Banco da Noruega alerta para perdas acentuadas no fundo soberano

  • ECO
  • 17 Fevereiro 2017

A Noruega está confiar cada vez mais nas receitas do petróleo para tapar buracos. Banco central alerta para perdas acentuadas do fundo soberano caso governo mantenha alto nível de dependência.

O governador do Banco Central da Noruega reforçou os avisos sobre o aumento da despesa pública com recurso às receitas petrolíferas e indicou que o maior fundo soberano do mundo poderá registar perdas na ordem dos 50% nos próximos dez anos.

Oystein Olsen sublinhou que é necessário contrariar o aumento continuado dos gastos com dinheiro proveniente da exploração petrolífera, que representa atualmente 20% do orçamento do Governo e 8% do Produto Interno Bruto (PIB), para proteger o fundo de 900 mil milhões de euros.

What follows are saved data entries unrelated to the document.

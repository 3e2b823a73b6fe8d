use crate::access::AccessGate;
use crate::config::ServerConfig;
use crate::engine::{ContextUplifter, UpliftEngine};
use crate::entail::EntailmentValidationService;
use crate::profiles::{ProfileRegistryCache, RegistryOptions};
use crate::uplift::UpliftOrchestrator;
use anyhow::{Context, Result};
use std::sync::Arc;

/// Shared per-process services.
#[derive(Clone)]
pub struct AppState {
    config: Arc<ServerConfig>,
    gate: Arc<AccessGate>,
    engine: Arc<dyn UpliftEngine>,
    profiles: Arc<ProfileRegistryCache>,
}

impl AppState {
    pub fn new(config: Arc<ServerConfig>) -> Result<Self> {
        let engine = ContextUplifter::new(config.fetch_timeout)?;
        Self::with_engine(config, Arc::new(engine))
    }

    /// Build the state around a different transformation engine.
    pub fn with_engine(config: Arc<ServerConfig>, engine: Arc<dyn UpliftEngine>) -> Result<Self> {
        let gate = AccessGate::new(config.remote_fetch.clone(), config.fetch_timeout)?;
        let client = reqwest::Client::builder()
            .timeout(config.fetch_timeout)
            .build()
            .context("failed to build profile HTTP client")?;
        let options = RegistryOptions {
            mappings: config.artifact_mappings.clone(),
            ignore_artifact_errors: true,
            client,
        };
        let profiles = ProfileRegistryCache::new(config.profile_sources.clone(), options, config.profiles_ttl);

        Ok(Self {
            config,
            gate: Arc::new(gate),
            engine,
            profiles: Arc::new(profiles),
        })
    }

    pub fn config(&self) -> Arc<ServerConfig> {
        self.config.clone()
    }

    pub fn gate(&self) -> &AccessGate {
        &self.gate
    }

    pub fn profiles(&self) -> Arc<ProfileRegistryCache> {
        self.profiles.clone()
    }

    pub fn orchestrator(&self) -> UpliftOrchestrator<'_> {
        UpliftOrchestrator::new(&self.gate, self.engine.as_ref(), &self.config.context_fetch)
    }

    pub fn entailment(&self) -> EntailmentValidationService {
        EntailmentValidationService::new(self.profiles.clone())
    }
}
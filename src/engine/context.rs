//! Uplift context definitions.
//!
//! A definition is a YAML (or JSON) mapping:
//!
//! ```yaml
//! base-uri: https://example.org/items/
//! context:
//!   $:
//!     name: http://schema.org/name
//!   $.features[*]:
//!     "@vocab": https://example.org/ns#
//! types:
//!   $.features[*]: Feature
//! ```
//!
//! `context` may also be a plain JSON-LD context, which is then applied at the root.

use super::ValidationError;
use serde_json::{Map, Value};
use std::fmt;

#[derive(Debug, Clone, PartialEq, Eq)]
enum Segment {
    Key(String),
    Each,
}

/// Path into a JSON document: `$`, `$.a.b`, `$.items[*]`, `$[*].c`.
#[derive(Debug, Clone, PartialEq, Eq)]
pub struct PathSelector {
    source: String,
    segments: Vec<Segment>,
}

impl PathSelector {
    pub fn parse(source: &str) -> Option<Self> {
        let rest = source.trim().strip_prefix('$')?;
        let mut segments = Vec::new();
        let mut chars = rest.chars().peekable();

        while let Some(c) = chars.next() {
            match c {
                '.' => {
                    let mut key = String::new();
                    while let Some(&next) = chars.peek() {
                        if next == '.' || next == '[' {
                            break;
                        }
                        key.push(next);
                        chars.next();
                    }
                    if key.is_empty() {
                        return None;
                    }
                    segments.push(Segment::Key(key));
                }
                '[' => {
                    let inner: String = chars.by_ref().take_while(|&c| c != ']').collect();
                    match inner.trim() {
                        "*" => segments.push(Segment::Each),
                        quoted => {
                            let key = ['\'', '"'].into_iter().find_map(|q| {
                                quoted.strip_prefix(q)?.strip_suffix(q)
                            })?;
                            segments.push(Segment::Key(key.to_string()));
                        }
                    }
                }
                _ => return None,
            }
        }

        Some(Self {
            source: source.trim().to_string(),
            segments,
        })
    }

    pub fn root() -> Self {
        Self {
            source: "$".to_string(),
            segments: Vec::new(),
        }
    }

    pub fn is_root(&self) -> bool {
        self.segments.is_empty()
    }

    pub fn as_str(&self) -> &str {
        &self.source
    }

    /// Call `f` on every object the selector reaches. A selected array
    /// applies `f` to each of its object elements.
    pub fn for_each_object(&self, document: &mut Value, f: &mut dyn FnMut(&mut Map<String, Value>)) {
        visit(document, &self.segments, f);
    }
}
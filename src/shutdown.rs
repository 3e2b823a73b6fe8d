//! Graceful shutdown coordination
//!
//! SIGINT or SIGTERM cancels the shutdown token. The HTTP server stops
//! accepting connections and in-flight requests get `drain_timeout` to
//! finish before the process moves on to flushing telemetry.

use std::time::Duration;
use tokio_util::sync::CancellationToken;
use tracing::{info, warn};

#[derive(Debug, Clone, Copy, PartialEq, Eq, strum::Display)]
#[strum(serialize_all = "snake_case")]
pub enum ShutdownPhase {
    Running,
    Draining,
    Complete,
    Forced,
}

#[derive(Debug, Clone)]
pub struct ShutdownCoordinator {
    token: CancellationToken,
    drain_timeout: Duration,
}

impl ShutdownCoordinator {
    pub fn new(drain_timeout: Duration) -> Self {
        Self {
            token: CancellationToken::new(),
            drain_timeout,
        }
    }

    pub fn is_shutdown_initiated(&self) -> bool {
        self.token.is_cancelled()
    }

    /// Start shutdown without a signal
    pub fn trigger(&self) {
        self.token.cancel();
    }

    /// Wait for SIGINT, SIGTERM or an explicit trigger, then cancel the token.
    pub async fn wait_for_signal(&self) {
        let ctrl_c = async {
            if let Err(e) = tokio::signal::ctrl_c().await {
                warn!(error = %e, "failed to install Ctrl+C handler");
                std::future::pending::<()>().await;
            }
        };

        #[cfg(unix)]
        let terminate = async {
            match tokio::signal::unix::signal(tokio::signal::unix::SignalKind::terminate()) {
                Ok(mut signal) => {
                    signal.recv().await;
                }
                Err(e) => {
                    warn!(error = %e, "failed to install SIGTERM handler");
                    std::future::pending::<()>().await;
                }
            }
        };

        #[cfg(not(unix))]
        let terminate = std::future::pending::<()>();

        tokio::select! {
            _ = ctrl_c => info!("received SIGINT (Ctrl+C), initiating graceful shutdown"),
            _ = terminate => info!("received SIGTERM, initiating graceful shutdown"),
            _ = self.token.cancelled() => info!("shutdown requested"),
        }
        self.token.cancel();
    }

    /// Drive `server` to completion, giving it at most `drain_timeout` once
    /// shutdown has started.
    pub async fn drain<F, T>(&self, server: F) -> Option<T>
    where
        F: std::future::Future<Output = T>,
    {
        tokio::pin!(server);
        tokio::select! {
            result = &mut server => return Some(result),
            _ = self.token.cancelled() => {}
        }

        info!(phase = %ShutdownPhase::Draining, timeout_secs = self.drain_timeout.as_secs(), "waiting for in-flight requests");
        match tokio::time::timeout(self.drain_timeout, server).await {
            Ok(result) => {
                info!(phase = %ShutdownPhase::Complete, "graceful shutdown complete");
                Some(result)
            }
            Err(_) => {
                warn!(phase = %ShutdownPhase::Forced, "in-flight requests did not finish in time");
                None
            }
        }
    }
}

#[cfg(test)]
mod tests {
    use super::*;

    #[tokio::test]
    async fn drain_returns_result_of_finished_server() {
        let coordinator = ShutdownCoordinator::new(Duration::from_secs(1));
        assert_eq!(coordinator.drain(async { 7 }).await, Some(7));
    }

    #[tokio::test]
    async fn drain_gives_up_after_timeout() {
        let coordinator = ShutdownCoordinator::new(Duration::from_millis(20));
        coordinator.trigger();
        let result = coordinator.drain(std::future::pending::<()>()).await;
        assert!(result.is_none());
    }

    #[tokio::test]
    async fn trigger_ends_wait_for_signal() {
        let coordinator = ShutdownCoordinator::new(Duration::from_secs(1));
        let waiter = coordinator.clone();
        let handle = tokio::spawn(async move { waiter.wait_for_signal().await });
        coordinator.trigger();
        tokio::time::timeout(Duration::from_secs(2), handle)
            .await
            .unwrap()
            .unwrap();
        assert!(coordinator.is_shutdown_initiated());
    }

    #[test]
    fn phases_display_in_snake_case() {
        assert_eq!(ShutdownPhase::Draining.to_string(), "draining");
    }
}
//! Remote fetch access control.
//!
//! Two policies exist per process: one gates the document/context fetches the
//! gateway performs itself ([`AccessGate`]), the other is handed to the
//! transformation engine for dereferencing remote JSON-LD contexts. Both are
//! normalized at startup into a single [`FetchPolicy`] value.

use crate::error::ApiError;
use crate::log_security_event;
use crate::metrics::METRICS;
use anyhow::{Context, Result, bail};
use axum::body::Bytes;
use regex::Regex;
use serde_json::{Value, json};
use std::time::Duration;

/// A pattern accepted by [`FetchPolicy::Patterns`], kept with its source text.
#[derive(Debug, Clone)]
pub struct AllowPattern {
    source: String,
    regex: Regex,
}

impl AllowPattern {
    pub fn new(source: &str) -> Result<Self> {
        // Anchored so that only a full match of the URL counts.
        let regex = Regex::new(&format!("^(?:{source})$"))
            .with_context(|| format!("invalid fetch pattern {source:?}"))?;
        Ok(Self {
            source: source.to_string(),
            regex,
        })
    }

    pub fn source(&self) -> &str {
        &self.source
    }

    pub fn full_match(&self, url: &str) -> bool {
        self.regex.is_match(url)
    }
}

/// Which remote URLs may be fetched.
#[derive(Debug, Clone, Default)]
pub enum FetchPolicy {
    /// Any URL
    Open,
    /// No URL
    #[default]
    Disabled,
    /// URLs fully matching at least one pattern
    Patterns(Vec<AllowPattern>),
    /// URLs equal to one of the listed literals
    Whitelist(Vec<String>),
}

impl FetchPolicy {
    /// Build a pattern policy; an empty list denies everything.
    pub fn patterns<I, S>(patterns: I) -> Result<Self>
    where
        I: IntoIterator<Item = S>,
        S: AsRef<str>,
    {
        let compiled = patterns
            .into_iter()
            .map(|p| AllowPattern::new(p.as_ref()))
            .collect::<Result<Vec<_>>>()?;
        if compiled.is_empty() {
            Ok(FetchPolicy::Disabled)
        } else {
            Ok(FetchPolicy::Patterns(compiled))
        }
    }

    /// Parse the service-level allow setting.
    ///
    /// Empty means disabled. JSON text may be a single pattern string or an
    /// array of them; anything that is not JSON is taken as one raw pattern.
    pub fn from_allow_setting(raw: &str) -> Result<Self> {
        let raw = raw.trim();
        if raw.is_empty() {
            return Ok(FetchPolicy::Disabled);
        }
        match serde_json::from_str::<Value>(raw) {
            Ok(value) => Self::from_allow_value(&value),
            Err(_) => Self::patterns([raw]),
        }
    }

    pub fn from_allow_value(value: &Value) -> Result<Self> {
        match value {
            Value::String(pattern) if pattern.trim().is_empty() => Ok(FetchPolicy::Disabled),
            Value::String(pattern) => Self::patterns([pattern.as_str()]),
            Value::Array(items) => {
                let patterns = items
                    .iter()
                    .map(|item| match item {
                        Value::String(s) => Ok(s.as_str()),
                        other => bail!("fetch patterns must be strings, got {other}"),
                    })
                    .collect::<Result<Vec<_>>>()?;
                Self::patterns(patterns)
            }
            other => bail!("unparseable remote fetch allow setting: {other}"),
        }
    }

    /// Parse the engine-level context fetch whitelist setting.
    ///
    /// Unset or empty means open. A JSON array lists literal URLs (empty
    /// entries are dropped); an array left empty, or `false`, disables fetching.
    pub fn from_context_setting(raw: &str) -> Result<Self> {
        let raw = raw.trim();
        if raw.is_empty() {
            return Ok(FetchPolicy::Open);
        }
        let value: Value = serde_json::from_str(raw)
            .with_context(|| format!("context fetch whitelist is not valid JSON: {raw}"))?;
        Self::from_context_value(&value)
    }

    pub fn from_context_value(value: &Value) -> Result<Self> {
        match value {
            Value::Null => Ok(FetchPolicy::Open),
            Value::Bool(false) => Ok(FetchPolicy::Disabled),
            Value::String(url) if url.is_empty() => Ok(FetchPolicy::Disabled),
            Value::String(url) => Ok(FetchPolicy::Whitelist(vec![url.clone()])),
            Value::Array(items) => {
                let mut urls = Vec::with_capacity(items.len());
                for item in items {
                    match item {
                        Value::String(s) if s.is_empty() => {}
                        Value::String(s) => urls.push(s.clone()),
                        Value::Null => {}
                        other => bail!("context whitelist entries must be strings, got {other}"),
                    }
                }
                if urls.is_empty() {
                    Ok(FetchPolicy::Disabled)
                } else {
                    Ok(FetchPolicy::Whitelist(urls))
                }
            }
            other => bail!("unparseable context fetch whitelist: {other}"),
        }
    }

    pub fn allows(&self, url: &str) -> bool {
        match self {
            FetchPolicy::Open => true,
            FetchPolicy::Disabled => false,
            FetchPolicy::Patterns(patterns) => patterns.iter().any(|p| p.full_match(url)),
            FetchPolicy::Whitelist(urls) => urls.iter().any(|u| u == url),
        }
    }

    pub fn is_enabled(&self) -> bool {
        !matches!(self, FetchPolicy::Disabled)
    }

    /// Short name used in status responses and logs
    pub fn type_name(&self) -> &'static str {
        match self {
            FetchPolicy::Open => "open",
            FetchPolicy::Disabled => "disabled",
            FetchPolicy::Patterns(_) => "patterns",
            FetchPolicy::Whitelist(_) => "whitelist",
        }
    }
}

/// Status object describing both fetch policies.
pub fn policy_status(service: &FetchPolicy, context: &FetchPolicy) -> Value {
    let mut status = json!({ "enabled": service.is_enabled() });
    match service {
        FetchPolicy::Patterns(patterns) => {
            let regex: Vec<&str> = patterns.iter().map(AllowPattern::source).collect();
            status["regex"] = json!(regex);
        }
        FetchPolicy::Open => {
            status["regex"] = json!([".*"]);
        }
        FetchPolicy::Whitelist(urls) => {
            let regex: Vec<String> = urls.iter().map(|u| regex::escape(u)).collect();
            status["regex"] = json!(regex);
        }
        FetchPolicy::Disabled => {}
    }

    status["context"] = match context {
        FetchPolicy::Open => json!({ "type": "open" }),
        FetchPolicy::Disabled => json!({ "type": "disabled" }),
        FetchPolicy::Whitelist(urls) => json!({ "type": "whitelist", "whitelist": urls }),
        FetchPolicy::Patterns(patterns) => {
            let whitelist: Vec<&str> = patterns.iter().map(AllowPattern::source).collect();
            json!({ "type": "whitelist", "whitelist": whitelist })
        }
    };
    status
}

/// Result of a gated fetch.
#[derive(Debug, Clone, PartialEq, Eq)]
pub enum FetchOutcome {
    Fetched(Bytes),
    /// The policy denied the URL or a redirect target; nothing was fetched from it
    Forbidden,
}

/// Gate for the gateway's own outbound fetches.
#[derive(Debug, Clone)]
pub struct AccessGate {
    policy: FetchPolicy,
    client: reqwest::Client,
}

/// Raised from the redirect policy when a hop leaves the allowed URLs.
#[derive(Debug, thiserror::Error)]
#[error("redirect to {0} is not allowed")]
struct RedirectDenied(String);

const MAX_REDIRECTS: usize = 10;

/// Follow a redirect only while every hop is allowed by `policy`.
fn redirect_policy(policy: FetchPolicy) -> reqwest::redirect::Policy {
    reqwest::redirect::Policy::custom(move |attempt| {
        if attempt.previous().len() >= MAX_REDIRECTS {
            attempt.error("too many redirects")
        } else if policy.allows(attempt.url().as_str()) {
            attempt.follow()
        } else {
            let target = attempt.url().to_string();
            attempt.error(RedirectDenied(target))
        }
    })
}

fn denied_redirect(error: &reqwest::Error) -> Option<&RedirectDenied> {
    let mut source = std::error::Error::source(error);
    while let Some(inner) = source {
        if let Some(denied) = inner.downcast_ref::<RedirectDenied>() {
            return Some(denied);
        }
        source = inner.source();
    }
    None
}

impl AccessGate {
    pub fn new(policy: FetchPolicy, timeout: Duration) -> Result<Self> {
        let client = reqwest::Client::builder()
            .timeout(timeout)
            .redirect(redirect_policy(policy.clone()))
            .build()
            .context("failed to build HTTP client")?;
        Ok(Self { policy, client })
    }

    pub fn policy(&self) -> &FetchPolicy {
        &self.policy
    }

    pub fn is_allowed(&self, url: &str) -> bool {
        self.policy.allows(url)
    }

    /// Fetch `url` if the policy allows it.
    ///
    /// A denied URL yields [`FetchOutcome::Forbidden`] rather than an error.
    /// Transport failures and non-success statuses are reported as generic errors.
    pub async fn fetch(&self, url: &str) -> Result<FetchOutcome, ApiError> {
        if !self.is_allowed(url) {
            log_security_event!("fetch_denied", url = %url, "remote fetch not allowed");
            METRICS.record_fetch("denied");
            return Ok(FetchOutcome::Forbidden);
        }

        tracing::info!(url = %url, "remote fetching");
        METRICS.record_fetch("allowed");

        let response = self
            .client
            .get(url)
            .header(reqwest::header::ACCEPT, "application/json")
            .send()
            .await;
        let response = match response {
            Ok(response) => response,
            Err(e) => {
                if let Some(denied) = denied_redirect(&e) {
                    log_security_event!("fetch_denied", url = %url, redirect = %denied.0, "redirect target not allowed");
                    METRICS.record_fetch("denied");
                    return Ok(FetchOutcome::Forbidden);
                }
                return Err(ApiError::generic("ConnectionError", e.to_string()));
            }
        };

        let status = response.status();
        if !status.is_success() {
            return Err(ApiError::generic(
                "HTTPError",
                format!("{status} for url: {url}"),
            ));
        }

        let body = response
            .bytes()
            .await
            .map_err(|e| ApiError::generic("ConnectionError", e.to_string()))?;
        Ok(FetchOutcome::Fetched(body))
    }
}

#[cfg(test)]
mod tests {
    use super::*;

    #[test]
    fn empty_allow_setting_disables_fetching() {
        let policy = FetchPolicy::from_allow_setting("   ").unwrap();
        assert!(!policy.is_enabled());
        assert!(!policy.allows("https://example.com/doc.json"));
    }

    #[test]
    fn raw_allow_setting_is_a_single_pattern() {
        let policy = FetchPolicy::from_allow_setting(r"https://a\.com/.*").unwrap();
        assert!(policy.allows("https://a.com/x"));
        assert!(!policy.allows("https://evil.com/https://a.com/x"));
        assert!(!policy.allows("https://a.com"));
    }

    #[test]
    fn json_allow_setting_accepts_string_and_array() {
        let single = FetchPolicy::from_allow_setting(r#""https://a\\.com/.*""#).unwrap();
        assert!(single.allows("https://a.com/doc"));

        let many =
            FetchPolicy::from_allow_setting(r#"["https://a\\.com/.*", "https://b\\.org/x"]"#)
                .unwrap();
        assert!(many.allows("https://b.org/x"));
        assert!(!many.allows("https://b.org/xy"));
        assert!(many.allows("https://a.com/"));
    }

    #[test]
    fn json_allow_setting_rejects_other_shapes() {
        assert!(FetchPolicy::from_allow_setting("{\"a\": 1}").is_err());
        assert!(FetchPolicy::from_allow_setting("[1, 2]").is_err());
    }

    #[test]
    fn empty_allow_array_disables_fetching() {
        let policy = FetchPolicy::from_allow_setting("[]").unwrap();
        assert!(matches!(policy, FetchPolicy::Disabled));
    }

    #[test]
    fn invalid_regex_is_a_configuration_error() {
        assert!(FetchPolicy::from_allow_setting("[\"(unclosed\"]").is_err());
    }

    #[test]
    fn context_setting_normalization() {
        assert!(matches!(
            FetchPolicy::from_context_setting("").unwrap(),
            FetchPolicy::Open
        ));
        assert!(matches!(
            FetchPolicy::from_context_setting("[]").unwrap(),
            FetchPolicy::Disabled
        ));
        assert!(matches!(
            FetchPolicy::from_context_setting("[\"\", \"\"]").unwrap(),
            FetchPolicy::Disabled
        ));
        assert!(matches!(
            FetchPolicy::from_context_setting("false").unwrap(),
            FetchPolicy::Disabled
        ));

        let policy =
            FetchPolicy::from_context_setting(r#"["https://schema.org/ctx.jsonld", ""]"#).unwrap();
        assert!(policy.allows("https://schema.org/ctx.jsonld"));
        assert!(!policy.allows("https://schema.org/ctx.jsonld?x=1"));
        assert!(FetchPolicy::from_context_setting("not json").is_err());
    }

    #[test]
    fn status_reports_both_policies() {
        let service = FetchPolicy::patterns(["https://a\\.com/.*"]).unwrap();
        let context = FetchPolicy::Whitelist(vec!["https://ctx.example/c.jsonld".into()]);
        let status = policy_status(&service, &context);

        assert_eq!(status["enabled"], true);
        assert_eq!(status["regex"], json!(["https://a\\.com/.*"]));
        assert_eq!(status["context"]["type"], "whitelist");
        assert_eq!(
            status["context"]["whitelist"],
            json!(["https://ctx.example/c.jsonld"])
        );

        let status = policy_status(&FetchPolicy::Disabled, &FetchPolicy::Open);
        assert_eq!(status["enabled"], false);
        assert!(status.get("regex").is_none());
        assert_eq!(status["context"], json!({ "type": "open" }));
    }

    #[tokio::test]
    async fn denied_fetch_returns_forbidden_without_error() {
        let gate = AccessGate::new(FetchPolicy::Disabled, Duration::from_secs(1)).unwrap();
        let outcome = gate.fetch("https://example.com/doc.json").await.unwrap();
        assert_eq!(outcome, FetchOutcome::Forbidden);
    }
}
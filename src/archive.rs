//! Zip packaging for multi-file responses.

use anyhow::{Context, Result};
use std::io::{Cursor, Write};
use zip::write::FileOptions;
use zip::{CompressionMethod, ZipWriter};

pub const ZIP_MEDIA_TYPE: &str = "application/zip";

/// Builds a deflate-compressed archive in memory.
///
/// Entries keep insertion order and carry a fixed timestamp, so the same
/// entries always produce the same bytes.
pub struct ArchiveBuilder {
    writer: ZipWriter<Cursor<Vec<u8>>>,
}

impl ArchiveBuilder {
    pub fn new() -> Self {
        Self {
            writer: ZipWriter::new(Cursor::new(Vec::new())),
        }
    }

    fn options() -> FileOptions {
        FileOptions::default()
            .compression_method(CompressionMethod::Deflated)
            .last_modified_time(zip::DateTime::default())
    }

    pub fn add(&mut self, name: &str, content: &[u8]) -> Result<&mut Self> {
        self.writer
            .start_file(name, Self::options())
            .with_context(|| format!("failed to start archive entry {name}"))?;
        self.writer
            .write_all(content)
            .with_context(|| format!("failed to write archive entry {name}"))?;
        Ok(self)
    }

    pub fn finish(mut self) -> Result<Vec<u8>> {
        let cursor = self.writer.finish().context("failed to finish archive")?;
        Ok(cursor.into_inner())
    }
}

impl Default for ArchiveBuilder {
    fn default() -> Self {
        Self::new()
    }
}

/// Build an archive from `(name, content)` pairs in order.
pub fn zip_entries<'a>(entries: impl IntoIterator<Item = (&'a str, &'a [u8])>) -> Result<Vec<u8>> {
    let mut builder = ArchiveBuilder::new();
    for (name, content) in entries {
        builder.add(name, content)?;
    }
    builder.finish()
}
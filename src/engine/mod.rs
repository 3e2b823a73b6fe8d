//! Transformation engine boundary.
//!
//! The orchestrator only talks to [`UpliftEngine`]. The built-in
//! [`ContextUplifter`] annotates a JSON document with JSON-LD contexts and
//! types selected by path, expands it and converts the expansion to RDF.

pub mod context;
pub mod expand;
pub mod graph;
pub mod remote;

use crate::access::FetchPolicy;
use crate::error::{ApiError, ErrorKind};
use async_trait::async_trait;
use oxigraph::store::Store;
use serde_json::Value;
use std::time::Duration;

pub use context::{PathSelector, UpliftContext};
pub use expand::{ExpandOptions, expand_document};
pub use graph::expanded_to_store;
pub use remote::RemoteContexts;

/// Structured failure raised while validating a context definition or a document.
#[derive(Debug, Clone, PartialEq, thiserror::Error)]
#[error("{msg}")]
pub struct ValidationError {
    pub msg: String,
    /// Position inside a list-valued property, when the failure is in one entry
    pub index: Option<usize>,
    pub property: Option<String>,
    pub value: Option<Value>,
    /// Underlying error formatted as `Type|message`
    pub cause: Option<String>,
}

impl ValidationError {
    pub fn new(msg: impl Into<String>) -> Self {
        Self {
            msg: msg.into(),
            index: None,
            property: None,
            value: None,
            cause: None,
        }
    }

    pub fn property(mut self, property: impl Into<String>) -> Self {
        self.property = Some(property.into());
        self
    }

    pub fn index(mut self, index: usize) -> Self {
        self.index = Some(index);
        self
    }

    pub fn value(mut self, value: Value) -> Self {
        self.value = Some(value);
        self
    }

    pub fn cause(mut self, type_name: &str, message: impl std::fmt::Display) -> Self {
        self.cause = Some(format!("{type_name}|{message}"));
        self
    }
}

#[derive(Debug, Clone, thiserror::Error)]
pub enum EngineError {
    #[error(transparent)]
    Validation(#[from] ValidationError),
    #[error("Fetching remote context {0} is not allowed")]
    ContextFetchForbidden(String),
    #[error("Could not load remote context {url}: {reason}")]
    ContextFetch { url: String, reason: String },
    #[error("{0}")]
    InvalidJsonLd(String),
    #[error("Invalid IRI {0}")]
    InvalidIri(String),
    #[error("{0}")]
    Storage(String),
}

impl EngineError {
    pub fn type_name(&self) -> &'static str {
        match self {
            EngineError::Validation(_) => "ValidationError",
            EngineError::ContextFetchForbidden(_) => "ContextFetchForbidden",
            EngineError::ContextFetch { .. } => "JsonLdError",
            EngineError::InvalidJsonLd(_) => "JsonLdError",
            EngineError::InvalidIri(_) => "IriParseError",
            EngineError::Storage(_) => "StorageError",
        }
    }

    pub(crate) fn storage(error: impl std::fmt::Display) -> Self {
        EngineError::Storage(error.to_string())
    }
}

impl From<EngineError> for ApiError {
    fn from(error: EngineError) -> Self {
        match error {
            EngineError::Validation(v) => ApiError::new(ErrorKind::Validation, v.msg)
                .with_field("index", v.index)
                .with_field("property", v.property)
                .with_field("value", v.value)
                .with_field("cause", v.cause),
            other => ApiError::generic(other.type_name(), other.to_string()),
        }
    }
}

/// Everything one engine run produces.
#[derive(Debug, Clone)]
pub struct UpliftOutput {
    pub graph: Store,
    pub expanded: Value,
    pub uplifted: Value,
}

#[async_trait]
pub trait UpliftEngine: Send + Sync {
    /// Validate and normalize a context definition; `None` or blank text is an empty definition.
    fn validate_context(&self, text: Option<&str>) -> Result<UpliftContext, EngineError>;

    /// Uplift `document`. Remote JSON-LD contexts are only dereferenced when
    /// `whitelist` allows them.
    async fn generate(
        &self,
        document: &Value,
        context: &UpliftContext,
        base: Option<&str>,
        whitelist: &FetchPolicy,
    ) -> Result<UpliftOutput, EngineError>;
}

/// Built-in engine.
#[derive(Debug, Clone)]
pub struct ContextUplifter {
    client: reqwest::Client,
}

impl ContextUplifter {
    pub fn new(timeout: Duration) -> anyhow::Result<Self> {
        let client = reqwest::Client::builder().timeout(timeout).build()?;
        Ok(Self { client })
    }
}

#[async_trait]
impl UpliftEngine for ContextUplifter {
    fn validate_context(&self, text: Option<&str>) -> Result<UpliftContext, EngineError> {
        Ok(UpliftContext::parse(text)?)
    }

    async fn generate(
        &self,
        document: &Value,
        context: &UpliftContext,
        base: Option<&str>,
        whitelist: &FetchPolicy,
    ) -> Result<UpliftOutput, EngineError> {
        let uplifted = context.apply(document);
        let base = base
            .filter(|b| !b.is_empty())
            .or(context.base_uri.as_deref());

        let remote = RemoteContexts::collect(&self.client, &uplifted, whitelist).await?;
        let options = ExpandOptions {
            base: base.map(str::to_string),
            remote: &remote,
        };
        let expanded = expand_document(&uplifted, &options)?;
        let graph = expanded_to_store(&expanded)?;

        Ok(UpliftOutput {
            graph,
            expanded,
            uplifted,
        })
    }
}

“Com este elevado nível de gastos das receitas petrolíferas, há o risco de uma redução acentuada no capital do fundo”, referiu Olsen, num encontro anual. “Isto pode, por exemplo, acontecer se uma recessão global desencadear tanto uma queda das receitas de petróleo e rendimentos baixos ou negativos do capital do fundo”.

Os resgates do Governo deverão subir 25% este ano depois de uma saída de fluxos histórica observada em 2016, ano em que o Executivo foi obrigado a recorrer ao fundo soberano pela primeira vez para fazer face ao défice orçamental e para animar uma economia atingida pela baixa dos preços do petróleo.

O fundo é gerido pelo banco central. Estimativas aponta para 1% de probabilidade de uma queda de 50% do capital do fundo se se mantiver o atual nível de despesas de cerca de 3% do fundo. Se os gastos aumentarem para 4%, essa probabilidade sobe para cerca de 5%. Se a alocação do fundo em ações aumentar dos 60% para 70%, como está a ser discutido pelo governo, o risco é ainda maior.

O Governo baixou Oslen considera que as mudanças propostas pelo executivo são razoáveis mas diz que é mais importante olhar para os gastos em função da percentagem do PIB. Algo que serviria para disciplinar os políticos.